Show all the lines in the data below that include the word "value".

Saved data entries
>>>>>

//! HTTP client for the metadata sync server.
//!
//! The client discovers a local server by probing candidate addresses,
//! authenticates for a bearer token, and exchanges encrypted metadata records.
//! Exchanges run one at a time through `&mut self`; a full exchange that
//! exceeds the configured deadline fails with [`SyncError::Timeout`] rather
//! than hanging the caller.

use crate::sync::models::{
    AuthRequest, AuthResponse, ErrorResponse, FileMetadataRecord, StatusResponse, SyncExchange,
    SyncRequest, SyncStatusResponse,
};
use crate::sync::{Result, SyncError};
use std::time::Duration;
use tracing::{debug, info, warn};

/// How long a single candidate probe may take before moving on.
const PROBE_TIMEOUT: Duration = Duration::from_secs(3);

/// Default deadline for one full sync exchange.
const EXCHANGE_TIMEOUT: Duration = Duration::from_secs(30);

/// Ports a locally running sync server is expected on.
const DEFAULT_PORTS: [u16; 3] = [8080, 3000, 5000];

/// An authenticated session with the sync server.
#[derive(Debug, Clone)]
pub struct Session {
    pub token: String,
    pub expires_at: i64,
    pub user_id: i64,
}

/// Client for the metadata sync API.
pub struct SyncClient {
    client: reqwest::Client,
    candidates: Vec<String>,
    base_url: Option<String>,
    device_id: String,
    session: Option<Session>,
    exchange_timeout: Duration,
}

impl SyncClient {
    /// Create a client probing the default localhost ports.
    pub fn new(device_id: &str) -> Self {
        let candidates = DEFAULT_PORTS
            .iter()
            .map(|port| format!("http://localhost:{}", port))
            .collect();
        Self::with_candidates(device_id, candidates)
    }

    /// Create a client with explicit candidate base URLs.
    pub fn with_candidates(device_id: &str, candidates: Vec<String>) -> Self {
        Self {
            client: reqwest::Client::new(),
            candidates: candidates
                .into_iter()
                .map(|url| url.trim_end_matches('/').to_string())
                .collect(),
            base_url: None,
            device_id: device_id.to_string(),
            session: None,
            exchange_timeout: EXCHANGE_TIMEOUT,
        }
    }

    /// Override the per-exchange deadline.
    pub fn set_exchange_timeout(&mut self, timeout: Duration) {
        self.exchange_timeout = timeout;
    }

    /// The base URL of the discovered server, if any.
    pub fn base_url(&self) -> Option<&str> {
        self.base_url.as_deref()
    }

    /// The current session, if authenticated.
    pub fn session(&self) -> Option<&Session> {
        self.session.as_ref()
    }

    pub fn is_authenticated(&self) -> bool {
        self.session.is_some()
    }

    /// Probe the candidate addresses in order and adopt the first that
    /// answers the status endpoint. Returns false, never panics, when no
    /// server is reachable.
    pub async fn connect(&mut self) -> bool {
        for candidate in self.candidates.clone() {
            let url = format!("{}/api/status", candidate);
            let response = self
                .client
                .get(&url)
                .timeout(PROBE_TIMEOUT)
                .send()
                .await;

            match response {
                Ok(resp) if resp.status().is_success() => {
                    match resp.json::<StatusResponse>().await {
                        Ok(body) if !body.status.is_empty() => {
                            info!("Sync server found at {}", candidate);
                            self.base_url = Some(candidate);
                            return true;
                        }
                        _ => debug!("Candidate {} answered with unexpected body", candidate),
                    }
                }
                Ok(resp) => debug!("Candidate {} answered {}", candidate, resp.status()),
                Err(e) => debug!("Candidate {} unreachable: {}", candidate, e),
            }
        }

        warn!("No sync server reachable on any candidate address");
        false
    }

    /// Register a new account and adopt the returned session.
    pub async fn register(&mut self, username: &str, password: &str) -> Result<()> {
        self.authenticate("/api/auth/register", username, password)
            .await
    }

    /// Log in to an existing account and adopt the returned session.
    pub async fn login(&mut self, username: &str, password: &str) -> Result<()> {
        self.authenticate("/api/auth/login", username, password)
            .await
    }

    /// Drop the session. Subsequent authenticated calls fail fast.
    pub fn logout(&mut self) {
        self.session = None;
    }

    /// Upload one new metadata record.
    pub async fn upload_metadata(&self, record: &FileMetadataRecord) -> Result<()> {
        let (base, session) = self.require_session()?;
        let response = self
            .client
            .post(format!("{}/api/metadata", base))
            .bearer_auth(&session.token)
            .json(record)
            .send()
            .await?;
        Self::expect_success(response).await?;
        Ok(())
    }

    /// Fetch all metadata records for the account.
    pub async fn fetch_metadata(&self) -> Result<Vec<FileMetadataRecord>> {
        let (base, session) = self.require_session()?;
        let response = self
            .client
            .get(format!("{}/api/metadata", base))
            .bearer_auth(&session.token)
            .send()
            .await?;
        let response = Self::expect_success(response).await?;
        response
            .json()
            .await
            .map_err(|e| SyncError::Decoding(e.to_string()))
    }

    /// Replace one metadata record.
    pub async fn update_metadata(&self, record: &FileMetadataRecord) -> Result<()> {
        let (base, session) = self.require_session()?;
        let response = self
            .client
            .put(format!("{}/api/metadata/{}", base, record.id))
            .bearer_auth(&session.token)
            .json(record)
            .send()
            .await?;
        Self::expect_success(response).await?;
        Ok(())
    }

    /// Delete one metadata record server-side.
    pub async fn delete_metadata(&self, id: &str) -> Result<()> {
        let (base, session) = self.require_session()?;
        let response = self
            .client
            .delete(format!("{}/api/metadata/{}", base, id))
            .bearer_auth(&session.token)
            .send()
            .await?;
        Self::expect_success(response).await?;
        Ok(())
    }

    /// Run one full sync exchange: push local records and the continuation
    /// token, receive the server's merged view.
    ///
    /// The whole exchange runs under the configured deadline. The response is
    /// decoded defensively; an explicit server `error` field always wins.
    pub async fn push_metadata(
        &mut self,
        items: Vec<FileMetadataRecord>,
        sync_token: &str,
    ) -> Result<SyncExchange> {
        let (base, session) = self.require_session()?;
        let request = SyncRequest {
            device_id: self.device_id.clone(),
            items,
            sync_token: sync_token.to_string(),
        };

        let url = format!("{}/api/sync", base);
        let exchange = async {
            let response = self
                .client
                .post(&url)
                .bearer_auth(&session.token)
                .json(&request)
                .send()
                .await?;
            let response = Self::expect_success(response).await?;
            let value: serde_json::Value = response
                .json()
                .await
                .map_err(|e| SyncError::Decoding(e.to_string()))?;
            SyncExchange::from_value(&value)
        };

        match tokio::time::timeout(self.exchange_timeout, exchange).await {
            Ok(result) => result,
            Err(_) => Err(SyncError::Timeout),
        }
    }

    /// Fetch account-level sync status.
    pub async fn sync_status(&self) -> Result<SyncStatusResponse> {
        let (base, session) = self.require_session()?;
        let response = self
            .client
            .get(format!("{}/api/sync/status", base))
            .bearer_auth(&session.token)
            .send()
            .await?;
        let response = Self::expect_success(response).await?;
        response
            .json()
            .await
            .map_err(|e| SyncError::Decoding(e.to_string()))
    }

    async fn authenticate(&mut self, path: &str, username: &str, password: &str) -> Result<()> {
        let base = self
            .base_url
            .as_deref()
            .ok_or(SyncError::ServerUnavailable)?;
        let request = AuthRequest {
            username: username.to_string(),
            password: password.to_string(),
            device_id: self.device_id.clone(),
        };

        let response = self
            .client
            .post(format!("{}{}", base, path))
            .json(&request)
            .send()
            .await?;

        if !response.status().is_success() {
            let body = response.text().await.unwrap_or_default();
            let message = serde_json::from_str::<ErrorResponse>(&body)
                .map(|e| e.error)
                .unwrap_or(body);
            return Err(SyncError::Authentication(message));
        }

        let auth: AuthResponse = response
            .json()
            .await
            .map_err(|e| SyncError::Decoding(e.to_string()))?;

        info!("Authenticated with sync server");
        self.session = Some(Session {
            token: auth.token,
            expires_at: auth.expires_at,
            user_id: auth.user_id,
        });
        Ok(())
    }

    fn require_session(&self) -> Result<(&str, &Session)> {
        let session = self.session.as_ref().ok_or(SyncError::NotAuthenticated)?;
        let base = self
            .base_url
            .as_deref()
            .ok_or(SyncError::ServerUnavailable)?;
        Ok((base, session))
    }

    async fn expect_success(response: reqwest::Response) -> Result<reqwest::Response> {
        if response.status().is_success() {
            return Ok(response);
        }
        let status = response.status();
        let body = response.text().await.unwrap_or_default();
        let message = serde_json::from_str::<ErrorResponse>(&body)
            .map(|e| e.error)
            .unwrap_or_else(|_| format!("{}: {}", status, body));
        Err(SyncError::Server(message))
    }
}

<<<<<

▶ _EXERCISE OUTPUT_:
            let value: serde_json::Value = response
            SyncExchange::from_value(&value)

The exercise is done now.